Immer mehr Balkonkraftwerke
Sogenannte Balkonkraftwerke, also steckerfertige Mini-Solaranlagen mit einer Leistung bis 600 Watt, spielen dabei eine besondere Rolle. Deren Zahl stieg im Landkreis Oberspreewald-Lausitz von gerade einmal 77 im Jahr 2022 auf 298 im Jahr 2023 – ein Plus von 287 Prozent. Ähnlich sieht es im Landkreis Dahme-Spreewald aus: Waren hier im Jahr 2022 noch 28 Balkonkraftwerke bei der Mitnetz Strom gemeldet, stieg deren Zahl im Folgejahr um 264 Prozent auf 102.
Die gleiche Entwicklung lässt sich auch bei den größeren Solaranlagen – zum Beispiel auf Dächern und Freiflächen – ablesen. Hier gab es 2023 im Vergleich zum Vorjahr ebenfalls satte Zuwachsraten: In OSL erhöhte sich die Zahl um 26 Prozent auf 3.030 Anlagen, in LDS um 23 Prozent auf 1.635.
Damit ist Photovoltaik die wichtigste Quelle für grünen Strom im Landkreis Oberspreewald-Lausitz und trägt gut 59 Prozent zur gesamten Nennleistung aller Erneuerbare-Energien-Anlagen bei. Im Nachbarlandkreis Dahme-Spreewald bleibt jedoch die Windkraft mit 479 Megawatt Einspeisemenge weiter an der Spitze.
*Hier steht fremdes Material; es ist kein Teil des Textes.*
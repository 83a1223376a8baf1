use anyhow::Result;
use async_trait::async_trait;
use chrono::{DateTime, Utc};
use serde::{Deserialize, Serialize};

/// Role a user holds on a document. Stored lowercase in the durable store
/// and on the wire.
#[derive(Debug, Clone, Copy, PartialEq, Eq, Hash, Serialize, Deserialize)]
#[serde(rename_all = "lowercase")]
pub enum Permission {
    Owner,
    Editor,
    Viewer,
}

impl Permission {
    pub fn as_str(&self) -> &'static str {
        match self {
            Permission::Owner => "owner",
            Permission::Editor => "editor",
            Permission::Viewer => "viewer",
        }
    }

    pub fn parse(value: &str) -> Option<Self> {
        match value.trim().to_ascii_lowercase().as_str() {
            "owner" => Some(Permission::Owner),
            "editor" => Some(Permission::Editor),
            "viewer" => Some(Permission::Viewer),
            _ => None,
        }
    }

    /// Whether this role may mutate document content.
    pub fn can_edit(&self) -> bool {
        !matches!(self, Permission::Viewer)
    }
}

impl std::fmt::Display for Permission {
    fn fmt(&self, f: &mut std::fmt::Formatter<'_>) -> std::fmt::Result {
        f.write_str(self.as_str())
    }
}

#[derive(Debug, Clone)]
pub struct DocumentRecord {
    pub id: String,
    pub owner_id: String,
    pub title: String,
    pub created_at: DateTime<Utc>,
    pub updated_at: DateTime<Utc>,
}

/// Explicit `(document, user)` grant row.
#[derive(Debug, Clone)]
pub struct ShareRecord {
    pub document_id: String,
    pub user_id: String,
    pub permission: Permission,
}

/// Share-link row. A `None` expiry never expires; otherwise the link
/// grants access only strictly before `expires_at`.
#[derive(Debug, Clone)]
pub struct ShareLinkRecord {
    pub document_id: String,
    pub token: String,
    pub permission: Permission,
    pub expires_at: Option<DateTime<Utc>>,
}

/// One append-only document snapshot.
#[derive(Debug, Clone)]
pub struct VersionRecord {
    pub id: String,
    pub document_id: String,
    pub author_id: String,
    pub summary: String,
    pub snapshot: Vec<u8>,
    pub created_at: DateTime<Utc>,
}

/// The read/append surface the relay consumes from the durable store.
/// The authoring application owns the rest of the schema.
#[async_trait]
pub trait RelayStore: Send + Sync {
    async fn find_document_by_id(&self, document_id: &str) -> Result<Option<DocumentRecord>>;

    async fn find_share_by_document_and_user(
        &self,
        document_id: &str,
        user_id: &str,
    ) -> Result<Option<ShareRecord>>;

    /// Looks up a share link that is either unexpired at `now` or has no
    /// expiry at all.
    async fn find_valid_share_link(
        &self,
        document_id: &str,
        token: &str,
        now: DateTime<Utc>,
    ) -> Result<Option<ShareLinkRecord>>;

    /// Most recent version by `created_at` (ties broken by insertion order).
    async fn find_latest_version(&self, document_id: &str) -> Result<Option<VersionRecord>>;

    async fn create_version(
        &self,
        document_id: &str,
        author_id: &str,
        summary: &str,
        snapshot: &[u8],
    ) -> Result<VersionRecord>;
}
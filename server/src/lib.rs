pub mod access;
pub mod cache;
pub mod error;
pub mod http;
pub mod metrics;
pub mod persist;
pub mod presence;
pub mod registry;
pub mod room;
pub mod router;
pub mod socket;
pub mod state;
pub mod sweeper;
pub mod testing;

pub use error::RelayError;
pub use state::{AppState, build_state};
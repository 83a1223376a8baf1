//! Connection lifecycle, presence, sweeper, and HTTP surface tests.

mod common;

use std::{sync::Arc, time::Duration};

use common::*;
use quillpad_core::{db::MemoryRelayStore, store::Permission};
use quillpad_server::testing::TestRelay;
use serde_json::json;

fn seeded_store() -> Arc<MemoryRelayStore> {
    let store = Arc::new(MemoryRelayStore::new());
    store.insert_document("doc", "owner-1", "Notes");
    store.insert_share("doc", "alice", Permission::Editor);
    store.insert_share("doc", "bob", Permission::Editor);
    store
}

#[tokio::test]
async fn the_first_frame_after_join_is_doc_sync() {
    let relay = TestRelay::spawn(fast_timings(), seeded_store(), None).await;

    let mut client = TestClient::connect(&relay.ws_url()).await;
    client.join("doc", &token_for("alice")).await;

    let first = client.recv_json().await.expect("a frame arrives");
    assert_eq!(first["type"], "doc_sync");
    assert!(first["update"].is_string());
}

#[tokio::test]
async fn non_join_frames_before_join_get_not_joined() {
    let relay = TestRelay::spawn(fast_timings(), seeded_store(), None).await;

    let mut client = TestClient::connect(&relay.ws_url()).await;
    client.send(json!({"type": "heartbeat"})).await;

    let error = client.recv_type("error").await;
    assert_eq!(error["message"], "Not joined");

    // The connection survives the refusal and can still join.
    client.join("doc", &token_for("alice")).await;
    client.recv_type("doc_sync").await;
}

#[tokio::test]
async fn leave_document_clears_membership_but_keeps_the_socket() {
    let relay = TestRelay::spawn(fast_timings(), seeded_store(), None).await;

    let mut client = TestClient::connect(&relay.ws_url()).await;
    client.join("doc", &token_for("alice")).await;
    client.recv_type("doc_sync").await;

    client.send(json!({"type": "leave_document"})).await;
    // Room is reclaimed as soon as the last member leaves.
    let deadline = tokio::time::Instant::now() + RECV_TIMEOUT;
    loop {
        if relay.state.registry.get("doc").is_none() {
            break;
        }
        assert!(
            tokio::time::Instant::now() < deadline,
            "room was not reclaimed"
        );
        tokio::time::sleep(Duration::from_millis(20)).await;
    }

    client.send(json!({"type": "heartbeat"})).await;
    let error = client.recv_type("error").await;
    assert_eq!(error["message"], "Not joined");
}

#[tokio::test]
async fn presence_broadcasts_dedup_users_across_tabs() {
    let relay = TestRelay::spawn(fast_timings(), seeded_store(), None).await;

    let mut first_tab = TestClient::connect(&relay.ws_url()).await;
    first_tab.join("doc", &token_for("alice")).await;
    first_tab.recv_type("doc_sync").await;

    let mut second_tab = TestClient::connect(&relay.ws_url()).await;
    second_tab.join("doc", &token_for("alice")).await;
    second_tab.recv_type("doc_sync").await;

    let mut bob = TestClient::connect(&relay.ws_url()).await;
    bob.join("doc", &token_for("bob")).await;
    bob.recv_type("doc_sync").await;

    let presence = bob.recv_type("presence_update").await;
    let users = presence["users"].as_array().unwrap();
    let mut ids: Vec<&str> = users
        .iter()
        .map(|user| user["userId"].as_str().unwrap())
        .collect();
    let total = ids.len();
    ids.sort_unstable();
    ids.dedup();
    assert_eq!(ids.len(), total, "userIds are unique: {presence}");
    assert!(ids.contains(&"alice"));
    assert!(ids.contains(&"bob"));
}

#[tokio::test]
async fn cursor_updates_merge_partially_and_rebroadcast() {
    let relay = TestRelay::spawn(fast_timings(), seeded_store(), None).await;

    let mut alice = TestClient::connect(&relay.ws_url()).await;
    alice
        .send(json!({
            "type": "join_document",
            "documentId": "doc",
            "token": token_for("alice"),
            "user": {"name": "Alice", "avatarColor": "#123456"},
            "cursorPosition": 3,
        }))
        .await;
    alice.recv_type("doc_sync").await;

    let mut bob = TestClient::connect(&relay.ws_url()).await;
    bob.join("doc", &token_for("bob")).await;
    bob.recv_type("doc_sync").await;

    alice
        .send(json!({"type": "cursor_update", "isTyping": true}))
        .await;

    let deadline = tokio::time::Instant::now() + RECV_TIMEOUT;
    loop {
        assert!(tokio::time::Instant::now() < deadline, "no merged presence");
        let presence = bob.recv_type("presence_update").await;
        let alice_entry = presence["users"]
            .as_array()
            .unwrap()
            .iter()
            .find(|user| user["userId"] == "alice")
            .cloned();
        if let Some(entry) = alice_entry {
            if entry["isTyping"] == true {
                // Fields not present in the update kept their values.
                assert_eq!(entry["name"], "Alice");
                assert_eq!(entry["avatarColor"], "#123456");
                assert_eq!(entry["cursorPosition"], 3);
                break;
            }
        }
    }
}

#[tokio::test]
async fn silent_connections_are_evicted_by_the_sweeper() {
    let relay = TestRelay::spawn(eviction_timings(), seeded_store(), None).await;

    // Alice joins, confirms the join landed, then goes silent: she stops
    // reading, so the client stack never answers the transport pings.
    let mut alice = TestClient::connect(&relay.ws_url()).await;
    alice.join("doc", &token_for("alice")).await;
    alice.recv_type("doc_sync").await;

    let mut bob = TestClient::connect(&relay.ws_url()).await;
    bob.join("doc", &token_for("bob")).await;
    bob.recv_type("doc_sync").await;

    // Bob keeps reading (and therefore ponging) until presence shows him
    // alone in the room.
    let deadline = tokio::time::Instant::now() + Duration::from_secs(5);
    loop {
        assert!(
            tokio::time::Instant::now() < deadline,
            "alice was never evicted"
        );
        let presence = bob.recv_type("presence_update").await;
        let users = presence["users"].as_array().unwrap();
        if users.len() == 1 && users[0]["userId"] == "bob" {
            break;
        }
    }

    let room = relay.state.registry.get("doc").expect("room still open");
    assert_eq!(room.member_count().await, 1);
}

#[tokio::test]
async fn metrics_and_health_endpoints_respond() {
    let relay = TestRelay::spawn(fast_timings(), seeded_store(), None).await;

    let mut alice = TestClient::connect(&relay.ws_url()).await;
    alice.join("doc", &token_for("alice")).await;
    alice.recv_type("doc_sync").await;

    let mut doc = EditorDoc::new();
    let update = doc.insert(0, "tracked");
    alice
        .send(json!({"type": "yjs_update", "update": update}))
        .await;
    // Let the frame land before scraping.
    tokio::time::sleep(Duration::from_millis(200)).await;

    let (status, body) = http_get(relay.addr, "/metrics").await;
    assert_eq!(status, 200);
    let metrics: serde_json::Value = serde_json::from_str(body.trim()).unwrap();
    assert_eq!(metrics["activeDocuments"], 1);
    assert_eq!(metrics["activeConnections"], 1);
    assert_eq!(metrics["opsPerMinute"], 1);

    let (status, body) = http_get(relay.addr, "/healthz").await;
    assert_eq!(status, 200);
    assert_eq!(body.trim(), r#"{"status":"ok"}"#);

    let (status, _) = http_get(relay.addr, "/nowhere").await;
    assert_eq!(status, 404);
}

#[tokio::test]
async fn malformed_frames_are_ignored() {
    let relay = TestRelay::spawn(fast_timings(), seeded_store(), None).await;

    let mut client = TestClient::connect(&relay.ws_url()).await;
    client.join("doc", &token_for("alice")).await;
    client.recv_type("doc_sync").await;

    client.send(json!({"type": "teleport", "to": "mars"})).await;
    client.send(json!({"documentId": "doc"})).await;

    // Still a functioning member afterwards.
    client
        .send(json!({"type": "cursor_update", "cursorPosition": 7}))
        .await;
    let presence = client.recv_type("presence_update").await;
    let me = presence["users"]
        .as_array()
        .unwrap()
        .iter()
        .find(|user| user["userId"] == "alice")
        .expect("still present");
    assert_eq!(me["cursorPosition"], 7);
}
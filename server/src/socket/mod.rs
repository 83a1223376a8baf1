mod connection;
pub mod frames;

pub use connection::ws_handler;

use tokio::sync::mpsc;

/// Messages queued for a connection's writer task. Each connection owns
/// one unbounded channel; peer writes never block the room's critical
/// section, and a failed send just means the peer is already gone.
#[derive(Debug, Clone)]
pub enum Outgoing {
    /// A serialized JSON frame.
    Frame(String),
    /// Transport-level keepalive ping.
    Ping,
    /// Ask the writer to close the stream.
    Close,
}

pub type OutboundSender = mpsc::UnboundedSender<Outgoing>;
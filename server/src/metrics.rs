use std::{
    collections::VecDeque,
    sync::{
        Mutex,
        atomic::{AtomicUsize, Ordering},
    },
    time::{Duration, Instant},
};

/// Rolling count of applied edit operations. Entries older than the
/// window are pruned lazily on both insertion and read.
pub struct OpsCounter {
    window: Duration,
    samples: Mutex<VecDeque<Instant>>,
}

impl OpsCounter {
    pub fn new(window: Duration) -> Self {
        Self {
            window,
            samples: Mutex::new(VecDeque::new()),
        }
    }

    pub fn record(&self) {
        self.record_at(Instant::now());
    }

    pub fn count(&self) -> usize {
        self.count_at(Instant::now())
    }

    fn record_at(&self, now: Instant) {
        let mut samples = self.samples.lock().expect("ops counter poisoned");
        Self::prune(&mut samples, now, self.window);
        samples.push_back(now);
    }

    fn count_at(&self, now: Instant) -> usize {
        let mut samples = self.samples.lock().expect("ops counter poisoned");
        Self::prune(&mut samples, now, self.window);
        samples.len()
    }

    fn prune(samples: &mut VecDeque<Instant>, now: Instant, window: Duration) {
        while let Some(oldest) = samples.front() {
            if now.duration_since(*oldest) > window {
                samples.pop_front();
            } else {
                break;
            }
        }
    }
}

/// Process-wide gauges and counters surfaced by `/metrics`.
pub struct RelayMetrics {
    connections: AtomicUsize,
    ops: OpsCounter,
}

impl Default for RelayMetrics {
    fn default() -> Self {
        Self {
            connections: AtomicUsize::new(0),
            ops: OpsCounter::new(Duration::from_secs(60)),
        }
    }
}

impl RelayMetrics {
    pub fn inc_connections(&self) {
        self.connections.fetch_add(1, Ordering::Relaxed);
    }

    pub fn dec_connections(&self) {
        self.connections.fetch_sub(1, Ordering::Relaxed);
    }

    pub fn active_connections(&self) -> usize {
        self.connections.load(Ordering::Relaxed)
    }

    /// Called once per successfully applied editor/owner update.
    pub fn record_op(&self) {
        self.ops.record();
    }

    pub fn ops_per_minute(&self) -> usize {
        self.ops.count()
    }
}
pub mod config;
pub mod db;
pub mod ids;
pub mod store;
pub mod token;

pub use config::RelayConfig;
pub use store::{
    DocumentRecord, Permission, RelayStore, ShareLinkRecord, ShareRecord, VersionRecord,
};
pub use token::{SessionClaims, TokenVerifier};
Hier tragen die Windenergieanlagen, beispielsweise im größten Windpark der Region bei Luckau, mehr als zwei Drittel zur gesamten Nennleistung bei
„Energiewende beginnt zu Hause und jeder Einzelne kann mitwirken“, sagt Christine Janssen, kaufmännische Geschäftsführerin der Mitnetz Strom. „Das Engagement unserer Netzkunden schlägt sich in den immer weiter steigenden Anschlussbegehren und Anmeldungen Erneuerbarer-Energien-Anlagen nieder. Der Zuwachs von Solaranlagen und auch Balkonanlagen ist dabei weiterhin auf Platz eins. Insgesamt macht Photovoltaik bereits über 50 Prozent der installierten Leistung erneuerbarer Einspeiser in unserem Netzgebiet aus. Dabei hat die Solarenergie im Jahr 2023 die Windkraft überholt. Trotzdem sind die Einspeisemengen bei der Photovoltaik wegen ihrer niedrigeren Stundenzahl mit voller Einspeisung geringer als bei Wind“, so Janssen weiter.
29.503 Quadratkilometer Netz
■ Das Netz der Mitteldeutschen Netzgesellschaft Strom mbH (Mitnetz Strom) mit Sitz in Kabelsketal (Sachsen-Anhalt) erstreckt sich über 29.503 Quadratkilometer und wird in den vier Netzregionen Brandenburg, Sachsen-Anhalt, Süd-Sachsen und West-Sachsen betreut.
■ Die Mitnetz Strom ist eine 100-prozentige Tochtergesellschaft der Envia Mitteldeutsche Energie AG.